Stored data
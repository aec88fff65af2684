use chrono::{DateTime, Utc};
use serde::{Deserialize, Serialize};
use strum::{Display, EnumString};
use uuid::Uuid;

use crate::deletion::{DeletionOptions, DeletionResult};


#[derive(Debug, Clone, PartialEq, Eq, Serialize, Deserialize)]
#[serde(default)]
pub struct BulkOptions {
    /// Batch size; falls back to the configured default when unset.
    pub max_concurrent: Option<usize>,
    pub continue_on_error: bool,
    pub deletion: DeletionOptions,
}

impl Default for BulkOptions {
    fn default() -> Self {
        Self {
            max_concurrent: None,
            continue_on_error: true,
            deletion: DeletionOptions::default(),
        }
    }
}

impl BulkOptions {
    pub fn with_deletion(deletion: DeletionOptions) -> Self {
        Self {
            deletion,
            ..Default::default()
        }
    }
}


#[derive(Debug, Clone, Copy, PartialEq, Eq, Hash, Serialize, Deserialize, Display, EnumString)]
#[serde(rename_all = "snake_case")]
#[strum(serialize_all = "snake_case")]
pub enum BulkStatus {
    Running,
    Completed,
    Cancelled,
    Failed,
}


#[derive(Debug, Clone, PartialEq, Serialize, Deserialize)]
pub struct BulkDeletionProgress {
    pub operation_id: Uuid,
    pub status: BulkStatus,
    pub total: usize,
    pub processed_count: usize,
    pub success_count: usize,
    pub failure_count: usize,
    pub current_batch: usize,
    pub total_batches: usize,
    pub started_at: DateTime<Utc>,
    pub completed_at: Option<DateTime<Utc>>,
    pub estimated_time_remaining_ms: Option<u64>,
    pub results: Vec<DeletionResult>,
}

impl BulkDeletionProgress {
    pub fn new(operation_id: Uuid, total: usize, total_batches: usize) -> Self {
        Self {
            operation_id,
            status: BulkStatus::Running,
            total,
            processed_count: 0,
            success_count: 0,
            failure_count: 0,
            current_batch: 0,
            total_batches,
            started_at: Utc::now(),
            completed_at: None,
            estimated_time_remaining_ms: None,
            results: Vec::new(),
        }
    }


    pub fn is_running(&self) -> bool {
        self.status == BulkStatus::Running
    }


    pub fn failed_identifiers(&self) -> Vec<String> {
        self.results
            .iter()
            .filter(|r| !r.success)
            .map(|r| r.identifier.clone())
            .collect()
    }
}


#[derive(Debug, Clone, PartialEq, Serialize, Deserialize)]
pub struct BulkDeletionResult {
    pub operation_id: Uuid,
    pub status: BulkStatus,
    pub total: usize,
    pub success_count: usize,
    pub failure_count: usize,
    pub results: Vec<DeletionResult>,
    pub duration_ms: u64,
}

impl From<&BulkDeletionProgress> for BulkDeletionResult {
    fn from(progress: &BulkDeletionProgress) -> Self {
        let duration_ms = progress
            .completed_at
            .unwrap_or_else(Utc::now)
            .signed_duration_since(progress.started_at)
            .num_milliseconds()
            .max(0) as u64;

        Self {
            operation_id: progress.operation_id,
            status: progress.status,
            total: progress.total,
            success_count: progress.success_count,
            failure_count: progress.failure_count,
            results: progress.results.clone(),
            duration_ms,
        }
    }
}
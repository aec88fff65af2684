use std::collections::HashMap;
use std::sync::Arc;

use parking_lot::RwLock;
use tracing::debug;

use super::base::{PipelineEvent, PipelineEventKind};


pub type EventHandler = Arc<dyn Fn(PipelineEvent) + Send + Sync>;


/// Fire-and-forget observer registry. Handlers run on spawned tasks so a slow
/// or panicking observer never reaches the publisher.
pub struct EventBus {
    handlers: RwLock<HashMap<PipelineEventKind, Vec<EventHandler>>>,
}

impl EventBus {
    #[must_use]
    pub fn new() -> Self {
        Self {
            handlers: RwLock::new(HashMap::new()),
        }
    }


    pub fn register(&self, kind: PipelineEventKind, handler: EventHandler) {
        self.handlers.write().entry(kind).or_default().push(handler);
        debug!("Registered handler for event type: {}", kind);
    }


    pub fn emit(&self, event: PipelineEvent) {
        let handlers = {
            let guard = self.handlers.read();
            match guard.get(&event.kind) {
                Some(handlers) => handlers.clone(),
                None => {
                    debug!("No handlers for event type: {}", event.kind);
                    return;
                }
            }
        };

        let Ok(runtime) = tokio::runtime::Handle::try_current() else {
            debug!("No runtime available, dropping event {}", event.kind);
            return;
        };

        for handler in handlers {
            let event = event.clone();
            runtime.spawn(async move {
                handler(event);
            });
        }
    }


    pub fn handler_count(&self, kind: PipelineEventKind) -> usize {
        self.handlers.read().get(&kind).map_or(0, Vec::len)
    }
}

impl Default for EventBus {
    fn default() -> Self {
        Self::new()
    }
}

#[cfg(test)]
mod tests {
    use super::*;
    use serde_json::json;
    use std::sync::atomic::{AtomicUsize, Ordering};

    #[tokio::test]
    async fn test_event_bus() {
        let bus = EventBus::new();
        let counter = Arc::new(AtomicUsize::new(0));
        let counter_clone = Arc::clone(&counter);

        let handler: EventHandler = Arc::new(move |_event| {
            counter_clone.fetch_add(1, Ordering::SeqCst);
        });

        bus.register(PipelineEventKind::DeletionSucceeded, handler);

        bus.emit(PipelineEvent::new(PipelineEventKind::DeletionSucceeded, json!({"post_id": "p1"})));
        bus.emit(PipelineEvent::new(PipelineEventKind::DeletionFailed, json!({})));

        tokio::time::sleep(tokio::time::Duration::from_millis(10)).await;

        assert_eq!(counter.load(Ordering::SeqCst), 1);
        assert_eq!(bus.handler_count(PipelineEventKind::DeletionSucceeded), 1);
        assert_eq!(bus.handler_count(PipelineEventKind::AlertRaised), 0);
    }

    #[test]
    fn test_emit_without_runtime_is_a_no_op() {
        let bus = EventBus::new();
        bus.register(PipelineEventKind::AlertRaised, Arc::new(|_| {}));
        bus.emit(PipelineEvent::new(PipelineEventKind::AlertRaised, serde_json::Value::Null));
    }

    #[test]
    fn test_kind_string_form() {
        assert_eq!(PipelineEventKind::DeletionQueued.to_string(), "deletion.queued");
        assert_eq!(
            "bulk.completed".parse::<PipelineEventKind>().unwrap(),
            PipelineEventKind::BulkCompleted
        );
    }
}
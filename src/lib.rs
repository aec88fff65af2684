pub mod audit;
pub mod bulk;
pub mod cms;
pub mod core;
pub mod deletion;
pub mod monitoring;
pub mod queue;
pub mod service;
pub mod utils;

pub use utils::safe_truncate_ellipsis;


pub use core::config::PipelineConfig;
pub use core::error::{PipelineError, Result};
pub use deletion::{DeletionError, DeletionOptions, DeletionOrchestrator, DeletionResult};
pub use service::DeletionService;


pub const DEFAULT_RETRY_ATTEMPTS: u32 = 3;


pub const DEFAULT_RETRY_DELAY_MS: u64 = 1_000;


pub const DEFAULT_CALL_TIMEOUT_MS: u64 = 30_000;


pub const DEFAULT_BREAKER_THRESHOLD: u32 = 5;


pub const DEFAULT_BREAKER_TIMEOUT_MS: u64 = 60_000;


pub const DEFAULT_QUEUE_MAX_ATTEMPTS: u32 = 5;


pub const DEFAULT_BATCH_SIZE: usize = 3;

Exercise prompt:
What lines above contain the string "AtomicUsize"? Copy all of them.

Solved exercise:
    use std::sync::atomic::{AtomicUsize, Ordering};
        let counter = Arc::new(AtomicUsize::new(0));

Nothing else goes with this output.